Siamo in auto, distolgo l'attenzione da lui per guidare. Siamo in autostrada. Viaggio con una media dei centotrenta chilomeri orari, ogni tanto mi ricordo che se scoppiasse una ruota, o un animale si facesse arrotare, o un qualunque altro evento imprevidibilmente accadibile, esploderemmo per aria in una pioggia di lamiere e vetri. Ma intanto guido, sento le variazioni del terreno, sento il gasolio vaporizzarsi, sento lui parlare, bla bla bla., gli sorrido, rispondo, bla bla bla, uno sguardo e scoppiamo a ridere e in un istante il cartello della nostra uscita ci scompare alle spalle. Proseguo. Ci attende una serata a casa di amici, nella loro casa di campagna. Sul sedile posteriore il pacco dei salatini, da far intiepidire leggermente, nella borsa termica le bottiglie di vino.
Usciamo.
Casello, pago sporgendomi dal finestrino, troviamo subito la strada giusta senza impazzire troppo tra mappe e richieste ai passanti.
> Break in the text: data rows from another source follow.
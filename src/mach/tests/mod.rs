use super::*;
use crate::lang::ErrorCode;
use crate::term::BufferConsole;

mod flow_test;

fn runtime(lines: &[&str]) -> Runtime<BufferConsole> {
    let mut r = Runtime::default();
    for line in lines {
        r.enter(line);
    }
    r
}

fn run(r: &mut Runtime<BufferConsole>) -> String {
    r.console_mut().clear_output();
    r.enter("RUN");
    r.console_mut().take_output()
}

fn error_code(r: &Runtime<BufferConsole>) -> Option<ErrorCode> {
    r.last_error().map(|e| e.code())
}
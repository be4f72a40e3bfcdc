use super::val::{parse_number, render_number};
use super::Val;
use crate::error;
use crate::lang::Error;
use chrono::{Local, Timelike};
use rand::Rng;
use std::convert::TryFrom;
use std::ops::RangeInclusive;

type Result<T> = std::result::Result<T, Error>;

/// ## Built-in functions

pub struct Function {}

/// Unit of the angles taken by SIN, COS and TAN and given by ATN.
#[derive(Debug, Clone, Copy, PartialEq)]
pub enum Angle {
    Radians,
    Degrees,
}

impl Default for Angle {
    fn default() -> Self {
        Angle::Radians
    }
}

impl Angle {
    fn to_radians(self, n: f64) -> f64 {
        match self {
            Angle::Radians => n,
            Angle::Degrees => n.to_radians(),
        }
    }

    fn from_radians(self, n: f64) -> f64 {
        match self {
            Angle::Radians => n,
            Angle::Degrees => n.to_degrees(),
        }
    }
}

impl Function {
    /// Accepted argument counts. `name` is upper case.
    pub fn arity(name: &str) -> Option<RangeInclusive<usize>> {
        match name {
            "PI" | "TRUE" | "FALSE" | "TIME" | "TIME$" | "DATE$" | "GET$" => Some(0..=0),
            "RND" => Some(0..=1),
            "ABS" | "ATN" | "COS" | "SIN" | "TAN" | "EXP" | "INT" | "LN" | "LOG" | "SQR"
            | "SGN" | "LEN" | "ASC" | "CHR$" | "STR$" | "VAL" | "HEX$" => Some(1..=1),
            "LEFT$" | "RIGHT$" | "STRING$" => Some(2..=2),
            "MID$" | "INSTR" => Some(2..=3),
            _ => None,
        }
    }

    /// Call a function other than `GET$`, which needs the console.
    pub fn call(name: &str, args: Vec<Val>, angle: Angle) -> Result<Val> {
        let mut args = args.into_iter();
        let mut next = || args.next().ok_or_else(|| error!(NotEnoughParameters));
        match name {
            "PI" => Ok(Val::Number(std::f64::consts::PI)),
            "TRUE" => Ok(Val::from_bool(true)),
            "FALSE" => Ok(Val::from_bool(false)),
            "TIME" => Ok(Function::time()),
            "TIME$" => Ok(Val::String(Local::now().format("%H:%M:%S").to_string())),
            "DATE$" => Ok(Val::String(Local::now().format("%d/%m/%Y").to_string())),
            "RND" => match next() {
                Ok(val) => Function::rnd(Some(f64::try_from(val)?)),
                Err(_) => Function::rnd(None),
            },
            "ABS" => Ok(Val::Number(f64::try_from(next()?)?.abs())),
            "ATN" => Ok(Val::Number(angle.from_radians(f64::try_from(next()?)?.atan()))),
            "COS" => Ok(Val::Number(angle.to_radians(f64::try_from(next()?)?).cos())),
            "SIN" => Ok(Val::Number(angle.to_radians(f64::try_from(next()?)?).sin())),
            "TAN" => Ok(Val::Number(angle.to_radians(f64::try_from(next()?)?).tan())),
            "EXP" => Ok(Val::Number(f64::try_from(next()?)?.exp())),
            "INT" => Ok(Val::Number(f64::try_from(next()?)?.floor())),
            "LN" => Function::positive(f64::try_from(next()?)?).map(|n| Val::Number(n.ln())),
            "LOG" => Function::positive(f64::try_from(next()?)?).map(|n| Val::Number(n.log10())),
            "SQR" => {
                let n = f64::try_from(next()?)?;
                if n < 0.0 {
                    return Err(error!(BadArgumentForFunction));
                }
                Ok(Val::Number(n.sqrt()))
            }
            "SGN" => {
                let n = f64::try_from(next()?)?;
                let sign = if n > 0.0 {
                    1.0
                } else if n < 0.0 {
                    -1.0
                } else {
                    0.0
                };
                Ok(Val::Number(sign))
            }
            "LEN" => Ok(Val::Number(String::try_from(next()?)?.chars().count() as f64)),
            "ASC" => match String::try_from(next()?)?.chars().next() {
                Some(ch) => Ok(Val::Number(ch as u32 as f64)),
                None => Err(error!(BadArgumentForFunction)),
            },
            "CHR$" => {
                let n = f64::try_from(next()?)?.round();
                if n < 0.0 || n > std::char::MAX as u32 as f64 {
                    return Err(error!(BadArgumentForFunction));
                }
                match std::char::from_u32(n as u32) {
                    Some(ch) => Ok(Val::String(ch.to_string())),
                    None => Err(error!(BadArgumentForFunction)),
                }
            }
            "STR$" => Ok(Val::String(render_number(f64::try_from(next()?)?))),
            "VAL" => Ok(Val::Number(Function::val(&String::try_from(next()?)?))),
            "HEX$" => {
                let n = f64::try_from(next()?)?.round() as i64;
                Ok(Val::String(format!("{:X}", n)))
            }
            "LEFT$" => {
                let s = String::try_from(next()?)?;
                let n = Function::count(next()?)?;
                Ok(Val::String(s.chars().take(n).collect()))
            }
            "RIGHT$" => {
                let s = String::try_from(next()?)?;
                let n = Function::count(next()?)?;
                let len = s.chars().count();
                Ok(Val::String(s.chars().skip(len.saturating_sub(n)).collect()))
            }
            "MID$" => {
                let s = String::try_from(next()?)?;
                let start = Function::count(next()?)?;
                if start < 1 {
                    return Err(error!(StringOffsetOutOfRange));
                }
                let len = match next() {
                    Ok(val) => Function::count(val)?,
                    Err(_) => usize::max_value(),
                };
                Ok(Val::String(s.chars().skip(start - 1).take(len).collect()))
            }
            "INSTR" => {
                let first = next()?;
                let (start, haystack) = match first {
                    Val::Number(n) => (Function::count(Val::Number(n))?, String::try_from(next()?)?),
                    Val::String(s) => (1, s),
                };
                let needle = String::try_from(next()?)?;
                Ok(Val::Number(Function::instr(start, &haystack, &needle)? as f64))
            }
            "STRING$" => {
                let n = Function::count(next()?)?;
                let s = String::try_from(next()?)?;
                if n.saturating_mul(s.len()) > u16::max_value() as usize {
                    return Err(error!(LengthOfStringTooGreat));
                }
                Ok(Val::String(s.repeat(n)))
            }
            _ => Err(error!(FunctionArrayNotFound; name)),
        }
    }

    fn positive(n: f64) -> Result<f64> {
        if n <= 0.0 {
            Err(error!(BadArgumentForFunction))
        } else {
            Ok(n)
        }
    }

    fn count(val: Val) -> Result<usize> {
        let n = f64::try_from(val)?.round();
        if n < 0.0 {
            return Err(error!(PositiveValueRequired));
        }
        Ok(n as usize)
    }

    fn rnd(arg: Option<f64>) -> Result<Val> {
        let mut rng = rand::thread_rng();
        match arg.map(f64::round) {
            None => Ok(Val::Number(rng.gen::<f64>())),
            Some(n) if n < 0.0 || !n.is_finite() => Err(error!(BadArgumentForFunction)),
            Some(n) if n <= 1.0 => Ok(Val::Number(rng.gen::<f64>())),
            Some(n) => Ok(Val::Number(rng.gen_range(1..=n as u64) as f64)),
        }
    }

    /// Hundredths of a second since midnight.
    fn time() -> Val {
        let now = Local::now();
        let centis = now.num_seconds_from_midnight() as u64 * 100
            + (now.nanosecond() % 1_000_000_000) as u64 / 10_000_000;
        Val::Number(centis as f64)
    }

    /// The leading number in `s`, or zero.
    fn val(s: &str) -> f64 {
        let s = s.trim();
        if s.starts_with(|c: char| c.is_ascii_alphabetic()) {
            return 0.0;
        }
        let mut end = 0;
        for (i, _) in s.char_indices().skip(1) {
            if parse_number(&s[..i]).is_ok() {
                end = i;
            }
        }
        if parse_number(s).is_ok() {
            end = s.len();
        }
        parse_number(&s[..end]).unwrap_or(0.0)
    }

    /// 1-based position of `needle` at or after `start`, 0 when absent.
    fn instr(start: usize, haystack: &str, needle: &str) -> Result<usize> {
        if start < 1 {
            return Err(error!(StringOffsetOutOfRange));
        }
        let chars: Vec<char> = haystack.chars().collect();
        let needle: Vec<char> = needle.chars().collect();
        if start > chars.len() + 1 {
            return Ok(0);
        }
        if needle.is_empty() {
            return Ok(start);
        }
        for i in (start - 1)..chars.len() {
            if chars[i..].starts_with(&needle) {
                return Ok(i + 1);
            }
        }
        Ok(0)
    }
}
Arriviamo alla casa: è una vecchia cascina, carina, con le persiane dipinte di verde.
Gli amici ci subissano di abbracci, di baci, si apropriano dei salatini e del vino, ma non dovevi, venite a vedere la casa, avete faticato a trovare la strada, come siamo contenti, entrate.
Entriamo.
















Son cazzi tuoi, così impari a fare l'alternativo.